▶ **What the task asks**: Only a number is wanted: how many lines in the records below contain "iter"?

▶ **Listed entries**:
------------------------------------

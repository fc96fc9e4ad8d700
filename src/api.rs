use std::sync::Arc;

use axum::{
    Router,
    extract::{Path, Query, State},
    http::StatusCode,
    response::{IntoResponse, Json, Response},
    routing::get,
};
use serde::{Deserialize, Serialize};
use tracing::warn;

use crate::WayGoError;
use crate::catalog::RouteCatalog;
use crate::models::{Difficulty, GeoPosition, RouteRecord};
use crate::proximity::{self, ProximityResult};
use crate::travel_time::{self, MovementMode, TravelDuration};

#[derive(Clone)]
pub struct ApiState {
    pub catalog: Arc<RouteCatalog>,
}

/// Error body returned by every failing endpoint
#[derive(Serialize)]
pub struct ApiError {
    pub error: String,
    #[serde(skip)]
    pub status: StatusCode,
}

impl From<WayGoError> for ApiError {
    fn from(err: WayGoError) -> Self {
        let status = match &err {
            WayGoError::NoRoutes | WayGoError::RouteNotFound { .. } => StatusCode::NOT_FOUND,
            WayGoError::Validation { .. } => StatusCode::BAD_REQUEST,
            WayGoError::Provider { .. } => StatusCode::BAD_GATEWAY,
            WayGoError::PermissionDenied => StatusCode::FORBIDDEN,
            _ => StatusCode::INTERNAL_SERVER_ERROR,
        };
        if status.is_server_error() {
            warn!("Request failed: {}", err);
        }
        Self {
            error: err.user_message(),
            status,
        }
    }
}

impl IntoResponse for ApiError {
    fn into_response(self) -> Response {
        (self.status, Json(self)).into_response()
    }
}

type ApiResult<T> = Result<Json<T>, ApiError>;

#[derive(Deserialize)]
pub struct ListQuery {
    pub city: Option<String>,
    pub difficulty: Option<String>,
}

#[derive(Deserialize)]
pub struct NearbyQuery {
    pub lat: f64,
    pub lng: f64,
}

#[derive(Deserialize)]
pub struct EstimateQuery {
    pub meters: f64,
    pub mode: Option<String>,
}

#[derive(Deserialize)]
pub struct ModeQuery {
    pub mode: Option<String>,
}

#[derive(Serialize)]
pub struct EstimateResponse {
    pub mode: MovementMode,
    pub distance_meters: f64,
    pub duration: TravelDuration,
    pub text: String,
}

impl EstimateResponse {
    fn new(distance_meters: f64, mode: MovementMode, duration: TravelDuration) -> Self {
        Self {
            mode,
            distance_meters,
            duration,
            text: duration.to_string(),
        }
    }
}

pub fn router(state: ApiState) -> Router {
    Router::new()
        .route("/parcours", get(list_routes))
        .route("/parcours/nearby", get(nearby_routes))
        .route("/parcours/{key}", get(get_route))
        .route("/parcours/{key}/estimate", get(estimate_route))
        .route("/estimate", get(estimate))
        .with_state(state)
}

fn parse_mode(mode: Option<&str>) -> Result<MovementMode, WayGoError> {
    mode.map_or(Ok(MovementMode::default()), str::parse)
}

async fn list_routes(
    State(state): State<ApiState>,
    Query(query): Query<ListQuery>,
) -> ApiResult<Vec<RouteRecord>> {
    let difficulty = query
        .difficulty
        .as_deref()
        .map(str::parse::<Difficulty>)
        .transpose()?;

    let routes = state
        .catalog
        .iter()
        .filter(|r| query.city.as_deref().is_none_or(|city| r.city == city))
        .filter(|r| difficulty.is_none_or(|d| r.difficulty == d))
        .cloned()
        .collect();
    Ok(Json(routes))
}

async fn get_route(
    State(state): State<ApiState>,
    Path(key): Path<String>,
) -> ApiResult<RouteRecord> {
    Ok(Json(state.catalog.require(&key)?.clone()))
}

async fn nearby_routes(
    State(state): State<ApiState>,
    Query(query): Query<NearbyQuery>,
) -> ApiResult<ProximityResult> {
    let position = GeoPosition::checked(query.lat, query.lng)?;
    Ok(Json(proximity::nearby(&position, state.catalog.as_ref())?))
}

async fn estimate(Query(query): Query<EstimateQuery>) -> ApiResult<EstimateResponse> {
    let mode = parse_mode(query.mode.as_deref())?;
    let duration = travel_time::estimate_duration(query.meters, mode)?;
    Ok(Json(EstimateResponse::new(query.meters, mode, duration)))
}

async fn estimate_route(
    State(state): State<ApiState>,
    Path(key): Path<String>,
    Query(query): Query<ModeQuery>,
) -> ApiResult<EstimateResponse> {
    let record = state.catalog.require(&key)?;
    let mode = parse_mode(query.mode.as_deref())?;
    let duration = travel_time::estimate_route(record, mode)?;
    Ok(Json(EstimateResponse::new(
        record.distance_meters(),
        mode,
        duration,
    )))
}

#[cfg(test)]
mod tests {
    use super::*;

    #[test]
    fn test_error_status_mapping() {
        let cases = [
            (WayGoError::NoRoutes, StatusCode::NOT_FOUND),
            (WayGoError::route_not_found("x"), StatusCode::NOT_FOUND),
            (WayGoError::validation("bad"), StatusCode::BAD_REQUEST),
            (WayGoError::provider("OVER_QUERY_LIMIT"), StatusCode::BAD_GATEWAY),
            (WayGoError::catalog("broken"), StatusCode::INTERNAL_SERVER_ERROR),
        ];
        for (err, expected) in cases {
            assert_eq!(ApiError::from(err).status, expected);
        }
    }

    #[test]
    fn test_parse_mode_defaults_to_walking() {
        assert_eq!(parse_mode(None).unwrap(), MovementMode::Walking);
        assert_eq!(parse_mode(Some("course")).unwrap(), MovementMode::Running);
        assert!(parse_mode(Some("swim")).is_err());
    }
}
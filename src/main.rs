use std::path::{Path, PathBuf};
use std::sync::Arc;

use anyhow::{Context, Result};
use clap::{Parser, Subcommand};
use tracing::info;

use waygo::cache::PersistentCache;
use waygo::directions::cache::CachedDirectionsProvider;
use waygo::directions::google::GoogleDirectionsClient;
use waygo::models::Difficulty;
use waygo::{
    DirectionsProvider, GeoPosition, MovementMode, RouteCatalog, RouteView, WayGoConfig, logging,
    proximity, travel_time, web,
};

#[derive(Parser)]
#[command(name = "waygo", version, about = "Walking and running routes near you")]
struct Cli {
    /// Configuration file, defaults to <config_dir>/waygo/config.toml
    #[arg(long, global = true)]
    config: Option<PathBuf>,

    /// Route catalog JSON file, overrides the configured one
    #[arg(long, global = true)]
    catalog: Option<PathBuf>,

    #[command(subcommand)]
    command: Command,
}

#[derive(Subcommand)]
enum Command {
    /// List catalog routes
    List {
        #[arg(long)]
        city: Option<String>,
        #[arg(long)]
        difficulty: Option<Difficulty>,
    },
    /// Show one route with its travel time
    Show {
        key: String,
        #[arg(long, default_value = "walking")]
        mode: MovementMode,
    },
    /// Routes of the city nearest to a position
    Nearby {
        #[arg(long, allow_hyphen_values = true)]
        lat: f64,
        #[arg(long, allow_hyphen_values = true)]
        lng: f64,
    },
    /// Travel time for a distance in meters
    Estimate {
        #[arg(allow_negative_numbers = true)]
        meters: f64,
        #[arg(long, default_value = "walking")]
        mode: MovementMode,
    },
    /// Compute the itinerary of a route, and the walk to its start
    Directions {
        key: String,
        #[arg(long, default_value = "walking")]
        mode: MovementMode,
        #[arg(long, requires = "from_lng", allow_hyphen_values = true)]
        from_lat: Option<f64>,
        #[arg(long, requires = "from_lat", allow_hyphen_values = true)]
        from_lng: Option<f64>,
    },
    /// Run the HTTP API
    Serve {
        #[arg(long)]
        port: Option<u16>,
    },
}

fn load_catalog(cli_path: Option<&Path>, config: &WayGoConfig) -> Result<RouteCatalog> {
    let configured = config.catalog.path.as_deref().map(Path::new);
    let catalog = RouteCatalog::load_or_bundled(cli_path.or(configured))
        .context("Failed to load route catalog")?;
    info!("Loaded {} routes", catalog.len());
    Ok(catalog)
}

fn directions_provider(config: &WayGoConfig) -> Result<Arc<dyn DirectionsProvider>> {
    let client = GoogleDirectionsClient::new(&config.directions)?;
    if !config.cache.enabled {
        return Ok(Arc::new(client));
    }

    let location = config.cache.resolved_location();
    let cache = PersistentCache::open(&location)
        .with_context(|| format!("Failed to open cache at {}", location.display()))?;
    Ok(Arc::new(CachedDirectionsProvider::new(
        client,
        cache,
        config.cache.ttl(),
    )))
}

fn print_json<T: serde::Serialize>(value: &T) -> Result<()> {
    println!("{}", serde_json::to_string_pretty(value)?);
    Ok(())
}

#[tokio::main]
async fn main() -> Result<()> {
    let cli = Cli::parse();
    let config = WayGoConfig::load_from_path(cli.config.clone())?;
    logging::init(&config.logging)?;

    let catalog = load_catalog(cli.catalog.as_deref(), &config)?;

    match cli.command {
        Command::List { city, difficulty } => {
            for record in catalog.iter().filter(|r| {
                city.as_deref().is_none_or(|c| r.city == c)
                    && difficulty.is_none_or(|d| r.difficulty == d)
            }) {
                println!(
                    "{:<20} {:<30} {:<8} {:<14} {:>5.1} km",
                    record.key, record.name, record.city, record.difficulty, record.distance_km
                );
            }
        }
        Command::Show { key, mode } => {
            let record = catalog.require(&key)?;
            print_json(record)?;
            let duration = travel_time::estimate_route(record, mode)?;
            println!("{mode}: {duration}");
        }
        Command::Nearby { lat, lng } => {
            let position = GeoPosition::checked(lat, lng)?;
            print_json(&proximity::nearby(&position, &catalog)?)?;
        }
        Command::Estimate { meters, mode } => {
            println!("{}", travel_time::estimate_duration(meters, mode)?);
        }
        Command::Directions {
            key,
            mode,
            from_lat,
            from_lng,
        } => {
            let record = catalog.require(&key)?.clone();
            let mut view = RouteView::open(record, directions_provider(&config)?);
            view.set_mode(mode);
            view.wait_for_directions().await;

            if let (Some(lat), Some(lng)) = (from_lat, from_lng) {
                view.update_position(GeoPosition::checked(lat, lng)?);
                view.wait_for_time_to_start().await;
            }

            print_json(&view.summary())?;
            view.close();
        }
        Command::Serve { port } => {
            let port = port.unwrap_or(config.server.port);
            web::run(port, Arc::new(catalog)).await?;
        }
    }

    Ok(())
}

------------------------------------

▶ **Response area**: 2